[return to overview page]

Before delving deeper into the data, I will first give an overview of the data, so that you might get a better “feel” for the basic structure and nature of the responses (statements) that people provided. I will do this by going through each of the six questions to which people responded, and showing a sample set of responses for each question.

Packages

Before loading in any of the data, I will first load some very useful packages in R that will faciliated analysis and cleaning of the data.

# this is actually a series of packages, highly useful for cleaning and visualizing data
library(tidyverse)

Import

Next, I will import the statements, which are stored in a csv file. I will import and then store these statements in an object called “stats_raw” (i.e. raw statements). (Note I have already done some pre-procesing, which I decided to spare you from here. For example, I already eliminated responses from anyone who did not respond to all six questions with both a true statement and a false statement.
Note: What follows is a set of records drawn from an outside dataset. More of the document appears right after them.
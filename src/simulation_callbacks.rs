//! Simulation callbacks interface and implementations to define how simulator should behave on start,
//! step, finish and when it should stop running.

use log::{error, info};

use crate::{metrics::printer::print_metrics, simulator::FleetSimulation};

pub trait SimulationCallbacks {
    /// Runs before starting a simulation run.
    fn on_simulation_start(&mut self, _sim: &mut FleetSimulation) {}

    /// Runs after each step of a simulation run, returns false if the simulation must be stopped.
    fn on_step(&mut self, _sim: &mut FleetSimulation) -> bool {
        true
    }

    /// Runs upon the completion of a simulation run.
    fn on_simulation_finish(&mut self, _sim: &mut FleetSimulation) {}
}

/// Steps until the trace time range is over, then prints metrics if configured.
pub struct RunUntilTraceIsOverCallbacks {}

impl SimulationCallbacks for RunUntilTraceIsOverCallbacks {
    fn on_simulation_start(&mut self, sim: &mut FleetSimulation) {
        info!(
            "Starting simulation of {} vms at time {} with step {}",
            sim.metrics.total_vms_in_trace,
            sim.current_time(),
            sim.step_size()
        );
    }

    fn on_simulation_finish(&mut self, sim: &mut FleetSimulation) {
        if let Some(printer_config) = sim.config.metrics_printer.as_ref() {
            if let Err(e) = print_metrics(&sim.metrics, printer_config) {
                error!(
                    "Failed to print metrics to {:?}: {}",
                    printer_config.output_file, e
                );
            }
        }
    }
}
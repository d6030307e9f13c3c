//! Fleet data model, lifecycle transitions and the policy interfaces.

pub mod cloud;
pub mod cluster;
pub mod common;
pub mod demand;
pub mod error;
pub mod host;
pub mod placement;
pub mod rebalancing;
pub mod vm;
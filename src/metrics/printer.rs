use prettytable::{row, Table};
use serde::{Deserialize, Serialize};
use std::{fs::File, io::Write};

use crate::core::common::BYTES_PER_MB;
use crate::metrics::collector::{AllocationSnapshot, EstimatorWrapper, MetricsCollector};

#[derive(Debug, Default, Deserialize, PartialEq)]
pub enum OutputFormat {
    #[default]
    JSON,
    PrettyTable,
}

#[derive(Debug, Default, Deserialize, PartialEq)]
pub struct MetricsPrinterConfig {
    #[serde(default)]
    pub format: OutputFormat,
    pub output_file: std::path::PathBuf,
}

pub fn print_metrics(
    collector: &MetricsCollector,
    config: &MetricsPrinterConfig,
) -> std::io::Result<()> {
    let mut metrics_file = File::create(&config.output_file)?;
    match config.format {
        OutputFormat::PrettyTable => print_metrics_as_pretty_table(collector, &mut metrics_file),
        OutputFormat::JSON => print_metrics_as_json(collector, &mut metrics_file),
    }
}

pub fn print_metrics_as_pretty_table(
    metrics: &MetricsCollector,
    out: &mut dyn Write,
) -> std::io::Result<()> {
    let mut aggregated_table = Table::new();
    aggregated_table.add_row(row!["Metric", "Count"]);
    aggregated_table.add_row(row!["Total VMs in trace", metrics.total_vms_in_trace]);
    aggregated_table.add_row(row!["VMs deployed", metrics.vms_deployed]);
    aggregated_table.add_row(row!["VMs destroyed", metrics.vms_destroyed]);
    aggregated_table.add_row(row!["Migrations", metrics.migrations]);
    aggregated_table.add_row(row!["Steps", metrics.steps]);
    aggregated_table.add_row(row!["Peak deployed VMs", metrics.peak_deployed_vms]);
    if let Some(peak) = &metrics.peak_allocation {
        aggregated_table.add_row(row![
            "Peak allocated memory (MB)",
            peak.account.allocated_memory_mb()
        ]);
        aggregated_table.add_row(row!["Peak allocation time", peak.time]);
    }

    let mut stats_table = Table::new();
    stats_table.add_row(row!["Metric", "Min", "Max", "Mean", "Variance"]);
    for (name, stats) in [
        ("Deployed VMs", &metrics.deployed_vms_stats),
        ("Memory allocation STD (GiB)", &metrics.memory_allocation_std_stats),
        ("CPU usage STD (GHz)", &metrics.cpu_usage_std_stats),
    ] {
        stats_table.add_row(row![
            name,
            stats.min(),
            stats.max(),
            stats.mean(),
            stats.population_variance()
        ]);
    }

    aggregated_table.print(out)?;
    stats_table.print(out)?;
    Ok(())
}

#[derive(Serialize)]
struct MetricsJSON {
    counters: Counters,
    peak_allocation: Option<PeakAllocation>,
    stats: Stats,
}

#[derive(Serialize)]
struct PeakAllocation {
    time: f64,
    deployed_vms: usize,
    allocated_memory_mb: u64,
    allocated_cpu_mhz: u64,
    used_memory_mb: u64,
    used_cpu_mhz: u64,
}

impl From<&AllocationSnapshot> for PeakAllocation {
    fn from(snapshot: &AllocationSnapshot) -> Self {
        Self {
            time: snapshot.time,
            deployed_vms: snapshot.deployed_vms,
            allocated_memory_mb: snapshot.account.allocated_memory_mb(),
            allocated_cpu_mhz: snapshot.account.allocated_cpu_mhz(),
            used_memory_mb: snapshot.account.used_memory_bytes() / BYTES_PER_MB,
            used_cpu_mhz: snapshot.account.used_cpu_mhz(),
        }
    }
}

#[derive(Serialize)]
struct Counters {
    total_vms_in_trace: u64,
    vms_deployed: u64,
    vms_destroyed: u64,
    migrations: u64,
    steps: u64,
    peak_deployed_vms: u64,
}

#[derive(Serialize)]
struct Stats {
    deployed_vms: EstimatorStats,
    memory_allocation_std_gib: EstimatorStats,
    cpu_usage_std_ghz: EstimatorStats,
}

#[derive(Serialize)]
struct EstimatorStats {
    min: f64,
    max: f64,
    mean: f64,
    variance: f64,
}

impl From<&EstimatorWrapper> for EstimatorStats {
    fn from(estimator: &EstimatorWrapper) -> Self {
        Self {
            min: estimator.min(),
            max: estimator.max(),
            mean: estimator.mean(),
            variance: estimator.population_variance(),
        }
    }
}

pub fn print_metrics_as_json(
    metrics: &MetricsCollector,
    out: &mut dyn Write,
) -> std::io::Result<()> {
    let metrics = MetricsJSON {
        counters: Counters {
            total_vms_in_trace: metrics.total_vms_in_trace,
            vms_deployed: metrics.vms_deployed,
            vms_destroyed: metrics.vms_destroyed,
            migrations: metrics.migrations,
            steps: metrics.steps,
            peak_deployed_vms: metrics.peak_deployed_vms,
        },
        peak_allocation: metrics.peak_allocation.as_ref().map(Into::into),
        stats: Stats {
            deployed_vms: (&metrics.deployed_vms_stats).into(),
            memory_allocation_std_gib: (&metrics.memory_allocation_std_stats).into(),
            cpu_usage_std_ghz: (&metrics.cpu_usage_std_stats).into(),
        },
    };

    let serialized_json = serde_json::to_string_pretty(&metrics)?;
    out.write_all(serialized_json.as_bytes())
}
I also eliminated some empty columns and renamed columns to make their meaning clearer.)

[Note, that you can toggle the display of the code, by clicking the button labeled “hide”/“code” on the right, above each code block,]

# First, load in the statements
stats_raw <- read.csv(file = "statements_final.csv")

Basics

First, let’s look at some very basic features of the data set, to get a better understanding of its basic structure and organization.

To begin, let’s look at the basic dimensions of the dataset – that is the number of rows and columns.

dim(stats_raw)

## [1] 5004   13

Above, we see that the dataset has 5004 rows, and 13 columnns.

Let’s examine what those columns are.

# See the names of the columns
colnames(stats_raw)

##  [1] "per_id"      "stat_id"     "q_num"       "grd_truth"   "statement"  
##  [6] "stat_method" "stat_type"   "order_first" "sex"         "age"        
## [11] "race"        "rand"        "rand_order"

As we see, we have the following columns

Column Name	Content
per_id	unique identification number for each participant
stat_id	unique identification number for each statement
q_num	the question (of the six) to which this statement is a response
grd_truth	“ground truth”, a column indicating whether the statment is a lie or a truth
statement	this contains the entire text of the participants response
stat_method	for each lie, the participants written explanation for how they generated that lie (empty for truths)
stat_type	for each lie, the participant’s multiple choice response for whether the response is based more on fantasy or reality (empty for truth)
order_first	the order in which participants completed the statements (lie followed by truths, or truths followed by lies)
sex	the participants self-reported sex
age	the participants self-reported age in years
race	the participants self-reported race/ethnicity
rand	a random number (previously used to sort the statements)
rand_order	a number ranking each statement by the previous random number (i.e. lowest random # gets 1, second lowest gets 2, etc)

Finally, let’s take a little preview at a few full rows of the data, to also get a better sense of the structure. (Note: the columns appear in the order “per_id”, “stat_id”, “q_num”, etc. You can view more columns, by clicking the right pointing arrow following at the right of the right-most column name.)

head(stats_raw)

Statements

Okay, now let’s look at some of the responses provided by participants, to each of the six questions.

Question 1: Meeting

The first question instructed participants to “Describe how you met [person you know well].” Let’s look at some of the responses participants gave.

Truthful Responses (Q1)

Here is a sample of 5 truthful responses. (Note: I’ve re-arranged the columns here, so that the statement text appears as the firsct column.)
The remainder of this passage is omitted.